As \(u\rightarrow \infty \), measures \(\mu _{K,u}\) converge weakly to a measure \(\mu _{K,\infty }\) such that

$$\begin{aligned} \int \prod _{j=1}^K t_j^{\tau j}d\mu _{K,\infty }= \frac{\mathbb {E}\left( \prod _{j=1}^K(1+t_j+\sqrt{1-q}\,\widetilde{Z}_{t_j})\right) }{\mathbb {E}\left( (2+\sqrt{1-q}\,\widetilde{Z}_1)^K\right) }, \end{aligned}$$
(5.22)

where \((\widetilde{Z}_t)_{0\le t<\infty }\) is the Markov process from (1.14) in Section 1.4 constructed using parameters \(\widetilde{A}_\infty =A\), \(\widetilde{B}_\infty =0\), \(\widetilde{C}_\infty =C\), \(\widetilde{D}_\infty =D\).

(Recall that \(CD\le 0\) by (2.1).)

Proof

Let \((\widetilde{Z}_t^{(u)})_{0\le t\le u}\) denote the Markov process from Theorem 6, with its dependence on u written explicitly. Since the joint moments of \(\widetilde{Z}_t^{(u)}\) depend continuously on the parameters (5.3) and (5.4) which converge as \(u\rightarrow \infty \), it is clear that the probability generating functions (5.2) converge as \(u\rightarrow \infty \). Thus \(\mu _{K,u}\rightarrow \mu _{K,\infty }\) as \(u\rightarrow \infty \) and (5.22) holds.
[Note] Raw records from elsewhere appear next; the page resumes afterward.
//! 会话服务
//!
//! 管理生成会话的生命周期：每个会话同时只有一次生成在后台任务中运行，
//! 删除会话会取消进行中的生成。

use async_trait::async_trait;
use dashmap::DashMap;
use std::sync::Arc;
use tracing::{debug, info};

use crate::engine::ContentGenerator;
use crate::error::{AppError, Result};
use crate::models::result::{Progress, ToolKind};
use crate::models::session::{GenerationSession, RunHandle};
use crate::observability::GenerationMetrics;

/// 会话服务 trait
#[async_trait]
pub trait SessionService: Send + Sync {
    /// 创建会话
    async fn create(&self) -> Result<GenerationSession>;

    /// 根据 ID 获取会话快照
    async fn get(&self, id: &str) -> Result<Option<GenerationSession>>;

    /// 列出会话（按创建时间排序）
    async fn list(&self) -> Result<Vec<GenerationSession>>;

    /// 在会话中开始一次生成，立即返回运行中的快照
    async fn start_generation(
        &self,
        id: &str,
        tool: ToolKind,
        input: &str,
    ) -> Result<GenerationSession>;

    /// 用上一次的工具和输入重新生成
    async fn retry(&self, id: &str) -> Result<GenerationSession>;

    /// 取消进行中的生成
    async fn cancel(&self, id: &str) -> Result<GenerationSession>;

    /// 删除会话
    async fn remove(&self, id: &str) -> Result<bool>;
}

/// 会话服务实现
pub struct SessionServiceImpl {
    sessions: Arc<DashMap<String, GenerationSession>>,
    generator: Arc<ContentGenerator>,
    metrics: Arc<GenerationMetrics>,
}

impl SessionServiceImpl {
    /// 创建新的服务实例
    pub fn new(generator: Arc<ContentGenerator>, metrics: Arc<GenerationMetrics>) -> Self {
        Self {
            sessions: Arc::new(DashMap::new()),
            generator,
            metrics,
        }
    }

    fn snapshot(&self, id: &str) -> Result<GenerationSession> {
        self.sessions
            .get(id)
            .map(|session| session.clone())
            .ok_or_else(|| not_found(id))
    }

    /// 启动后台生成任务
    fn spawn_generation(&self, id: &str, tool: ToolKind, input: String, handle: RunHandle) {
        let sessions = Arc::clone(&self.sessions);
        let generator = Arc::clone(&self.generator);
        let metrics = Arc::clone(&self.metrics);
        let id = id.to_string();

        tokio::spawn(async move {
            let on_progress = |update: Progress| {
                if let Some(mut session) = sessions.get_mut(&id) {
                    session.on_progress(handle.run, update);
                }
            };

            let outcome = generator
                .generate(tool, &input, Some(&on_progress), &handle.cancel)
                .await;

            let applied = match sessions.get_mut(&id) {
                Some(mut session) => match &outcome {
                    Ok(result) => session.complete(handle.run, result.clone()),
                    Err(err) => session.fail(handle.run, err),
                },
                None => false,
            };

            // 已被会话取消的运行在 cancel() 中计数
            if applied {
                metrics.record_outcome(&outcome);
            }
            debug!(session_id = %id, run = handle.run, applied, "生成任务结束");
        });
    }
}

#[async_trait]
impl SessionService for SessionServiceImpl {
    async fn create(&self) -> Result<GenerationSession> {
        let session = GenerationSession::new();
        info!(session_id = %session.id, "创建会话");
        self.sessions.insert(session.id.clone(), session.clone());
        Ok(session)
    }

    async fn get(&self, id: &str) -> Result<Option<GenerationSession>> {
        Ok(self.sessions.get(id).map(|session| session.clone()))
    }

    async fn list(&self) -> Result<Vec<GenerationSession>> {
        let mut sessions: Vec<GenerationSession> = self
            .sessions
            .iter()
            .map(|entry| entry.value().clone())
            .collect();
        sessions.sort_by(|a, b| a.created_at.cmp(&b.created_at));
        Ok(sessions)
    }

    async fn start_generation(
        &self,
        id: &str,
        tool: ToolKind,
        input: &str,
    ) -> Result<GenerationSession> {
        let (handle, snapshot) = {
            let mut session = self.sessions.get_mut(id).ok_or_else(|| not_found(id))?;
            let handle = session.start(tool, input)?;
            (handle, session.clone())
        };

        info!(session_id = %id, tool = %tool, run = handle.run, "会话开始生成");
        self.spawn_generation(id, tool, input.to_string(), handle);
        Ok(snapshot)
    }

    async fn retry(&self, id: &str) -> Result<GenerationSession> {
        let (tool, input) = {
            let session = self.sessions.get(id).ok_or_else(|| not_found(id))?;
            match session.tool {
                Some(tool) if session.can_retry() => (tool, session.input.clone()),
                _ => {
                    return Err(AppError::Validation(
                        "Nothing to retry: the session has no failed or cancelled generation"
                            .to_string(),
                    ));
                }
            }
        };

        info!(session_id = %id, tool = %tool, "重试生成");
        self.start_generation(id, tool, &input).await
    }

    async fn cancel(&self, id: &str) -> Result<GenerationSession> {
        let mut session = self.sessions.get_mut(id).ok_or_else(|| not_found(id))?;
        if session.cancel() {
            self.metrics.record_cancelled();
            info!(session_id = %id, "取消生成");
        }
        Ok(session.clone())
    }

    async fn remove(&self, id: &str) -> Result<bool> {
        match self.sessions.remove(id) {
            Some((_, mut session)) => {
                if session.cancel() {
                    self.metrics.record_cancelled();
                }
                info!(session_id = %id, "删除会话");
                Ok(true)
            }
            None => Ok(false),
        }
    }
}

fn not_found(id: &str) -> AppError {
    AppError::NotFound(format!("Session not found: {}", id))
}

/// 创建会话服务
pub fn create_session_service(
    generator: Arc<ContentGenerator>,
    metrics: Arc<GenerationMetrics>,
) -> Box<dyn SessionService> {
    Box::new(SessionServiceImpl::new(generator, metrics))
}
The parameters of \((\widetilde{Z}_t)_{0\le t<\infty }\) are calculated as limits of (5.3) and (5.4). \(\square \)

Remark 10

Proposition 2 shows that \(\mu _{K,\infty }\) is a stationary measure of an ASEP on \(\{1,\ldots , K\}\) with parameters \(\widetilde{\alpha }=\alpha \),

$$\begin{aligned} \widetilde{\beta }=\frac{2 \beta (1-q)}{1-q+\beta +\delta +\sqrt{4 \beta \delta +(\beta -\delta +q-1)^2}}, \end{aligned}$$

\(\widetilde{\delta }=0\), \(\widetilde{\gamma }=\gamma \) and the same q.

In particular, if \(\delta =0\) then

$$\begin{aligned} \widetilde{\beta }= {\left\{ \begin{array}{ll} 1-q &{} \text{ if }\,\, q+\beta >1, \\ \beta &{} \text{ if }\,\, q+\beta \le 1, \end{array}\right. } \end{aligned}$$

so when \(\delta =0\) and \(\beta \le 1-q\) after taking the limits \(N\rightarrow \infty \) and then \(u\rightarrow \infty \), we recover the initial ASEP.